これらの配偶者の外部婚は単身婚ではなく,有配偶者婚なので上記の条件を満たしている(正確にはうち一つは単身婚だが要すれば配偶者を追加できる).ただし,実際にはこれらの配偶者は外部婚では本人ポジションにあるので,もし上記のような補正を行うとしたら,まずそれら外部婚のポジションを変えなくてはならない.かなり難しい話になってきたような気がする.これに関係するノードはおそらくほとんどがその所属系列の優先ノードになっているはずであり,上記で述べていることから推測しても,単純にポジション変更を行うことは難しいように思われる.

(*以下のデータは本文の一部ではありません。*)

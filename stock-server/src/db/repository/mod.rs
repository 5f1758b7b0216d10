//! Repository Module
//!
//! Provides storage operations for SurrealDB tables.
//!
//! # ID Convention
//!
//! 全栈统一使用 `table:id` 格式, 通过 `surrealdb::RecordId` 处理:
//!   - 解析: `let id: RecordId = "stock:abc".parse()?;`
//!   - 创建: `RecordId::from_table_key("stock", "abc")`
//!   - CRUD: `db.select(id)` / `db.delete(id)` 直接使用 RecordId

pub mod notification;
pub mod stock;
pub mod transfer;

// Re-exports
pub use notification::NotificationRepository;
pub use stock::StockRepository;
pub use transfer::TransferRepository;

use surrealdb::Surreal;
use surrealdb::engine::local::Db;
use thiserror::Error;

/// 事务内 `THROW` 标记 - 存储层把业务违例抛成错误字符串,
/// [`RepoError::from`] 负责映射回类型化错误。
pub mod markers {
    pub const INSUFFICIENT_QUANTITY: &str = "insufficient_quantity";
    pub const ALREADY_RESOLVED: &str = "already_resolved";
    pub const SOURCE_LOT_MISSING: &str = "source_lot_missing";
}

/// Repository error types
#[derive(Debug, Error)]
pub enum RepoError {
    #[error("Not found: {0}")]
    NotFound(String),

    #[error("Duplicate: {0}")]
    Duplicate(String),

    #[error("Insufficient quantity: {0}")]
    InsufficientQuantity(String),

    #[error("Already resolved: {0}")]
    AlreadyResolved(String),

    #[error("Validation error: {0}")]
    Validation(String),

    #[error("Database error: {0}")]
    Database(String),

    #[error("Storage unavailable: {0}")]
    Unavailable(String),
}

impl From<surrealdb::Error> for RepoError {
    fn from(err: surrealdb::Error) -> Self {
        let msg = err.to_string();
        if msg.contains(markers::INSUFFICIENT_QUANTITY) {
            RepoError::InsufficientQuantity("debit exceeds balance".into())
        } else if msg.contains(markers::ALREADY_RESOLVED) {
            RepoError::AlreadyResolved("transfer is not pending".into())
        } else if msg.contains(markers::SOURCE_LOT_MISSING) {
            RepoError::NotFound("source lot no longer exists".into())
        } else if msg.contains("already contains") {
            // 唯一索引冲突 (并发创建撞上同一身份元组)
            RepoError::Duplicate(msg)
        } else {
            RepoError::Database(msg)
        }
    }
}

/// Result type for repository operations
pub type RepoResult<T> = Result<T, RepoError>;

/// Surface the outcome of a multi-statement transaction
///
/// 事务被取消时, 其它语句只报告笼统的 "not executed" 错误, 真正的
/// THROW 标记挂在出错的那条语句上, 必须扫全部错误而不是取第一条。
pub(crate) fn check_transaction(response: &mut surrealdb::Response) -> RepoResult<()> {
    let errors = response.take_errors();
    if errors.is_empty() {
        return Ok(());
    }

    let mut generic: Option<RepoError> = None;
    for (_, err) in errors {
        match RepoError::from(err) {
            RepoError::Database(msg) => {
                if generic.is_none() {
                    generic = Some(RepoError::Database(msg));
                }
            }
            specific => return Err(specific),
        }
    }
    Err(generic.unwrap_or_else(|| RepoError::Database("transaction failed".into())))
}

/// Parse an id in either `table:key` or bare `key` form
pub fn parse_record_id(table: &str, raw: &str) -> RepoResult<surrealdb::RecordId> {
    if raw.contains(':') {
        let id: surrealdb::RecordId = raw
            .parse()
            .map_err(|_| RepoError::Validation(format!("Malformed id: {}", raw)))?;
        if id.table() != table {
            return Err(RepoError::Validation(format!(
                "Expected a {} id, got {}",
                table, raw
            )));
        }
        Ok(id)
    } else {
        Ok(surrealdb::RecordId::from_table_key(table, raw))
    }
}

/// Base repository with database reference
#[derive(Clone)]
pub struct BaseRepository {
    db: Surreal<Db>,
}

impl BaseRepository {
    pub fn new(db: Surreal<Db>) -> Self {
        Self { db }
    }

    pub fn db(&self) -> &Surreal<Db> {
        &self.db
    }
}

ともかく,ポジションの入れ替えを「結婚枠の取り合い」と解釈して実装してみることにしよう.「基準ノードの子ども枠はBTW不可」とする条件には左右本人の距離も考慮されているが,ここでは距離の問題は無視して考えることにする.条件を挙げてみよう.

  1. 基準ノードの配偶者はつねに基準ノードの近接位置(同一ボックス内)に配置される
  2. 基準ノードの配偶者が外部に有配偶者婚を持っている場合には,その結婚は基準ノードの配偶者の配偶者側で展開される
  3. 基準ノードの結婚は項目2が成立するとき以外にはBTW接合することはできない 
  4. 別の言い方をすれば,基準ノードの配偶者が外部に有配偶者婚を持っている場合にはその結婚の本人ノードを右手本人とするBTWを組むことができる

結婚を夫と妻のどちらで展開するかを決める関数MARGBOX::IsPrimeboxOrNotに上記論理を組み込むのは難しくないが,案じた通りの不良が発生した.先祖ノード不在がTRIBEBOX::GetMajorTribChainで発生している.解決できるだろうか?